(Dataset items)
◇ ◇ ◇ ◇
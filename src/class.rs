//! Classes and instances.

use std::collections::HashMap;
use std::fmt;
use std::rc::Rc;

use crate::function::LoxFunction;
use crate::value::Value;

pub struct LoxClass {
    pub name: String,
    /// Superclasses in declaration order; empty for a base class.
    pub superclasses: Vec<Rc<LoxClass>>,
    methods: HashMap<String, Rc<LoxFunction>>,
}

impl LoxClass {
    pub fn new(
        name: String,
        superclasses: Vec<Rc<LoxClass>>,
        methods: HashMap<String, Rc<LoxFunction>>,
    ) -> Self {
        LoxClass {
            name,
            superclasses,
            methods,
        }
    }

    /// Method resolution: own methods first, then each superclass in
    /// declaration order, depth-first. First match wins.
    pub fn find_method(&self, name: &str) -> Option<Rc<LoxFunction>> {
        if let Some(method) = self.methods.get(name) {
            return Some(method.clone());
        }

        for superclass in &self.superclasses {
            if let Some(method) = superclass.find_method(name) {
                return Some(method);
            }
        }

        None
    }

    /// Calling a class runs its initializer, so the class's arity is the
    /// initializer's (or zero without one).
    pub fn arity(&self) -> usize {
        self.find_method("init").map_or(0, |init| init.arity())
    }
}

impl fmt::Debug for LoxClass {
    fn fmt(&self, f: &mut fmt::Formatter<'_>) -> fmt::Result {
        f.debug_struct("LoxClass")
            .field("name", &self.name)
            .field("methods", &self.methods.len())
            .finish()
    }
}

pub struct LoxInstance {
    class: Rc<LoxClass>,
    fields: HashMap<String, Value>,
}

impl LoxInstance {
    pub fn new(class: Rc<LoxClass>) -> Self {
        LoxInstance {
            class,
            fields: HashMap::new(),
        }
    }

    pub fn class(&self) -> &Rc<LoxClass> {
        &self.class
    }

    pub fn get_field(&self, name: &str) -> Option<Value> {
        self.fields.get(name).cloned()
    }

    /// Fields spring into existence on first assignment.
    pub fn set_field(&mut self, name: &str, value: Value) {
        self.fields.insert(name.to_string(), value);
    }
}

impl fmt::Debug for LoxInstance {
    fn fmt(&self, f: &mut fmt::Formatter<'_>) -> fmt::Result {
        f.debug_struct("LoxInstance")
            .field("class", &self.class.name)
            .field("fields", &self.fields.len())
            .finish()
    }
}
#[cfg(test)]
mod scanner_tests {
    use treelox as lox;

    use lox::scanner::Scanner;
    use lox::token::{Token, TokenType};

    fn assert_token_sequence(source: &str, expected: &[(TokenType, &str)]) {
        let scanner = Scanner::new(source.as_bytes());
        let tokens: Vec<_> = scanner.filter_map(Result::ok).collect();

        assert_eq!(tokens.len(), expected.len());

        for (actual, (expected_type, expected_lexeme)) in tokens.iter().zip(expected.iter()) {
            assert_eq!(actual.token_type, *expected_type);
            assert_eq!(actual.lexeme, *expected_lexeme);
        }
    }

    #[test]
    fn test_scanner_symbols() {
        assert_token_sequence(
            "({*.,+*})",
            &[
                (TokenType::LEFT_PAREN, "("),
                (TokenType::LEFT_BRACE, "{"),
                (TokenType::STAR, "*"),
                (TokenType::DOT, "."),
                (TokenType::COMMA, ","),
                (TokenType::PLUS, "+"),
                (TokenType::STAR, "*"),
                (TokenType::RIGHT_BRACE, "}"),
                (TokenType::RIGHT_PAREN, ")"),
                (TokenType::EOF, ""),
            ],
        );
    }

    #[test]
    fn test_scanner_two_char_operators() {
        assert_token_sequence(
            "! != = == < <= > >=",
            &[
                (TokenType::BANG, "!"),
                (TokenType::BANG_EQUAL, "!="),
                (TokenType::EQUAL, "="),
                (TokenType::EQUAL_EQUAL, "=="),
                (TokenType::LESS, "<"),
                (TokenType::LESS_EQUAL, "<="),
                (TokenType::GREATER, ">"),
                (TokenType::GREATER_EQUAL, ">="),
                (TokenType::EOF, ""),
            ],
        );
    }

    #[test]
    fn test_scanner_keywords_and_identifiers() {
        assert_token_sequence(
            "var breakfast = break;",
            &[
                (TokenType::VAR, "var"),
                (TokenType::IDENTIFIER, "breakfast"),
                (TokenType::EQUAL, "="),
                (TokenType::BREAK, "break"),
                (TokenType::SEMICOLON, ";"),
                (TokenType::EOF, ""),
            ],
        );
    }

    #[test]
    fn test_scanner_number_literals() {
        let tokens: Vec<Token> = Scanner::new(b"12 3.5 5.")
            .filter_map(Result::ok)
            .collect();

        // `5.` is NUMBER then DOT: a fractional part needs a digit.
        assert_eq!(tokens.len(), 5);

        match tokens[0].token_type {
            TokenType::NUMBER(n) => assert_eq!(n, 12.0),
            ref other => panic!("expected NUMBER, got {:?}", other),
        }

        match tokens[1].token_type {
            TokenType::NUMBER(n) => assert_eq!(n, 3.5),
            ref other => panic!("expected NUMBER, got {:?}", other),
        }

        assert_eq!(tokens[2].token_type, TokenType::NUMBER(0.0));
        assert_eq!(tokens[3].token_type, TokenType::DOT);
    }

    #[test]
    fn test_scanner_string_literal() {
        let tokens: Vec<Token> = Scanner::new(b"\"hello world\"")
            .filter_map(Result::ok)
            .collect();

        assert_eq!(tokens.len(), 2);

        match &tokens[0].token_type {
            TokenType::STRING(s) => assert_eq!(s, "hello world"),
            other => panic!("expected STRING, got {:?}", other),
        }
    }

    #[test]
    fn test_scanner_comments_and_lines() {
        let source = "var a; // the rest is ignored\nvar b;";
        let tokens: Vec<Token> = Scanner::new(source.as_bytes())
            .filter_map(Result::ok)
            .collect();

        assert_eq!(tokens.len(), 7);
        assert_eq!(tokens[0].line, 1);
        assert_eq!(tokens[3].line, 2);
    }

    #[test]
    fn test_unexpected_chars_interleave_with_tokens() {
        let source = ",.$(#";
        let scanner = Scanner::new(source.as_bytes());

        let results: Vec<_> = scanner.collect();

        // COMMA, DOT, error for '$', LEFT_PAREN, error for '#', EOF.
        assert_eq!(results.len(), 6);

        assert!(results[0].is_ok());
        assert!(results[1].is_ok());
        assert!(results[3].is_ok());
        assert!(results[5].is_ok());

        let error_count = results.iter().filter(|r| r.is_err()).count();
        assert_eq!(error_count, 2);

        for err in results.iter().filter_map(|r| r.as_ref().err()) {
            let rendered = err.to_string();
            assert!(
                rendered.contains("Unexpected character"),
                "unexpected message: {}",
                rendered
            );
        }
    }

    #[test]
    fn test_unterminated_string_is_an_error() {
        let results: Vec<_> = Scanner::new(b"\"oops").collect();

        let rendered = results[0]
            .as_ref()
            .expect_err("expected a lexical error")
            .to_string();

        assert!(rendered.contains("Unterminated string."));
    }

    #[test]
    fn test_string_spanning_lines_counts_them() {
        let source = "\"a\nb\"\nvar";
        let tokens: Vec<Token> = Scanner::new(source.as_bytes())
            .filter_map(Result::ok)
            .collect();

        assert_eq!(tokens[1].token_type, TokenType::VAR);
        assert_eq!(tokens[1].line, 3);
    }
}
◇ ◇ ◇ ◇
The response should consist of all the entries, set down exactly.

filename src/class.rs
//! Classes and instances.

use std::collections::HashMap;
use std::fmt;
use std::rc::Rc;

use crate::function::LoxFunction;
use crate::value::Value;

pub struct LoxClass {
    pub name: String,
    /// Superclasses in declaration order; empty for a base class.
    pub superclasses: Vec<Rc<LoxClass>>,
    methods: HashMap<String, Rc<LoxFunction>>,
}

impl LoxClass {
    pub fn new(
        name: String,
        superclasses: Vec<Rc<LoxClass>>,
        methods: HashMap<String, Rc<LoxFunction>>,
    ) -> Self {
        LoxClass {
            name,
            superclasses,
            methods,
        }
    }

    /// Method resolution: own methods first, then each superclass in
    /// declaration order, depth-first. First match wins.
    pub fn find_method(&self, name: &str) -> Option<Rc<LoxFunction>> {
        if let Some(method) = self.methods.get(name) {
            return Some(method.clone());
        }

        for superclass in &self.superclasses {
            if let Some(method) = superclass.find_method(name) {
                return Some(method);
            }
        }

        None
    }

    /// Calling a class runs its initializer, so the class's arity is the
    /// initializer's (or zero without one).
    pub fn arity(&self) -> usize {
        self.find_method("init").map_or(0, |init| init.arity())
    }
}

impl fmt::Debug for LoxClass {
    fn fmt(&self, f: &mut fmt::Formatter<'_>) -> fmt::Result {
        f.debug_struct("LoxClass")
            .field("name", &self.name)
            .field("methods", &self.methods.len())
            .finish()
    }
}

pub struct LoxInstance {
    class: Rc<LoxClass>,
    fields: HashMap<String, Value>,
}

impl LoxInstance {
    pub fn new(class: Rc<LoxClass>) -> Self {
        LoxInstance {
            class,
            fields: HashMap::new(),
        }
    }

    pub fn class(&self) -> &Rc<LoxClass> {
        &self.class
    }

    pub fn get_field(&self, name: &str) -> Option<Value> {
        self.fields.get(name).cloned()
    }

    /// Fields spring into existence on first assignment.
    pub fn set_field(&mut self, name: &str, value: Value) {
        self.fields.insert(name.to_string(), value);
    }
}

impl fmt::Debug for LoxInstance {
    fn fmt(&self, f: &mut fmt::Formatter<'_>) -> fmt::Result {
        f.debug_struct("LoxInstance")
            .field("class", &self.class.name)
            .field("fields", &self.fields.len())
            .finish()
    }
}
#[cfg(test)]
mod scanner_tests {
    use treelox as lox;

    use lox::scanner::Scanner;
    use lox::token::{Token, TokenType};

    fn assert_token_sequence(source: &str, expected: &[(TokenType, &str)]) {
        let scanner = Scanner::new(source.as_bytes());
        let tokens: Vec<_> = scanner.filter_map(Result::ok).collect();

        assert_eq!(tokens.len(), expected.len());

        for (actual, (expected_type, expected_lexeme)) in tokens.iter().zip(expected.iter()) {
            assert_eq!(actual.token_type, *expected_type);
            assert_eq!(actual.lexeme, *expected_lexeme);
        }
    }

    #[test]
    fn test_scanner_symbols() {
        assert_token_sequence(
            "({*.,+*})",
            &[
                (TokenType::LEFT_PAREN, "("),
                (TokenType::LEFT_BRACE, "{"),
                (TokenType::STAR, "*"),
                (TokenType::DOT, "."),
                (TokenType::COMMA, ","),
                (TokenType::PLUS, "+"),
                (TokenType::STAR, "*"),
                (TokenType::RIGHT_BRACE, "}"),
                (TokenType::RIGHT_PAREN, ")"),
                (TokenType::EOF, ""),
            ],
        );
    }

    #[test]
    fn test_scanner_two_char_operators() {
        assert_token_sequence(
            "! != = == < <= > >=",
            &[
                (TokenType::BANG, "!"),
                (TokenType::BANG_EQUAL, "!="),
                (TokenType::EQUAL, "="),
                (TokenType::EQUAL_EQUAL, "=="),
                (TokenType::LESS, "<"),
                (TokenType::LESS_EQUAL, "<="),
                (TokenType::GREATER, ">"),
                (TokenType::GREATER_EQUAL, ">="),
                (TokenType::EOF, ""),
            ],
        );
    }

    #[test]
    fn test_scanner_keywords_and_identifiers() {
        assert_token_sequence(
            "var breakfast = break;",
            &[
                (TokenType::VAR, "var"),
                (TokenType::IDENTIFIER, "breakfast"),
                (TokenType::EQUAL, "="),
                (TokenType::BREAK, "break"),
                (TokenType::SEMICOLON, ";"),
                (TokenType::EOF, ""),
            ],
        );
    }

    #[test]
    fn test_scanner_number_literals() {
        let tokens: Vec<Token> = Scanner::new(b"12 3.5 5.")
            .filter_map(Result::ok)
            .collect();

        // `5.` is NUMBER then DOT: a fractional part needs a digit.
        assert_eq!(tokens.len(), 5);

        match tokens[0].token_type {
            TokenType::NUMBER(n) => assert_eq!(n, 12.0),
            ref other => panic!("expected NUMBER, got {:?}", other),
        }

        match tokens[1].token_type {
            TokenType::NUMBER(n) => assert_eq!(n, 3.5),
            ref other => panic!("expected NUMBER, got {:?}", other),
        }

        assert_eq!(tokens[2].token_type, TokenType::NUMBER(0.0));
        assert_eq!(tokens[3].token_type, TokenType::DOT);
    }

    #[test]
    fn test_scanner_string_literal() {
        let tokens: Vec<Token> = Scanner::new(b"\"hello world\"")
            .filter_map(Result::ok)
            .collect();

        assert_eq!(tokens.len(), 2);

        match &tokens[0].token_type {
            TokenType::STRING(s) => assert_eq!(s, "hello world"),
            other => panic!("expected STRING, got {:?}", other),
        }
    }

    #[test]
    fn test_scanner_comments_and_lines() {
        let source = "var a; // the rest is ignored\nvar b;";
        let tokens: Vec<Token> = Scanner::new(source.as_bytes())
            .filter_map(Result::ok)
            .collect();

        assert_eq!(tokens.len(), 7);
        assert_eq!(tokens[0].line, 1);
        assert_eq!(tokens[3].line, 2);
    }

    #[test]
    fn test_unexpected_chars_interleave_with_tokens() {
        let source = ",.$(#";
        let scanner = Scanner::new(source.as_bytes());

        let results: Vec<_> = scanner.collect();

        // COMMA, DOT, error for '$', LEFT_PAREN, error for '#', EOF.
        assert_eq!(results.len(), 6);

        assert!(results[0].is_ok());
        assert!(results[1].is_ok());
        assert!(results[3].is_ok());
        assert!(results[5].is_ok());

        let error_count = results.iter().filter(|r| r.is_err()).count();
        assert_eq!(error_count, 2);

        for err in results.iter().filter_map(|r| r.as_ref().err()) {
            let rendered = err.to_string();
            assert!(
                rendered.contains("Unexpected character"),
                "unexpected message: {}",
                rendered
            );
        }
    }

    #[test]
    fn test_unterminated_string_is_an_error() {
        let results: Vec<_> = Scanner::new(b"\"oops").collect();

        let rendered = results[0]
            .as_ref()
            .expect_err("expected a lexical error")
            .to_string();

        assert!(rendered.contains("Unterminated string."));
    }

    #[test]
    fn test_string_spanning_lines_counts_them() {
        let source = "\"a\nb\"\nvar";
        let tokens: Vec<Token> = Scanner::new(source.as_bytes())
            .filter_map(Result::ok)
            .collect();

        assert_eq!(tokens[1].token_type, TokenType::VAR);
        assert_eq!(tokens[1].line, 3);
    }
}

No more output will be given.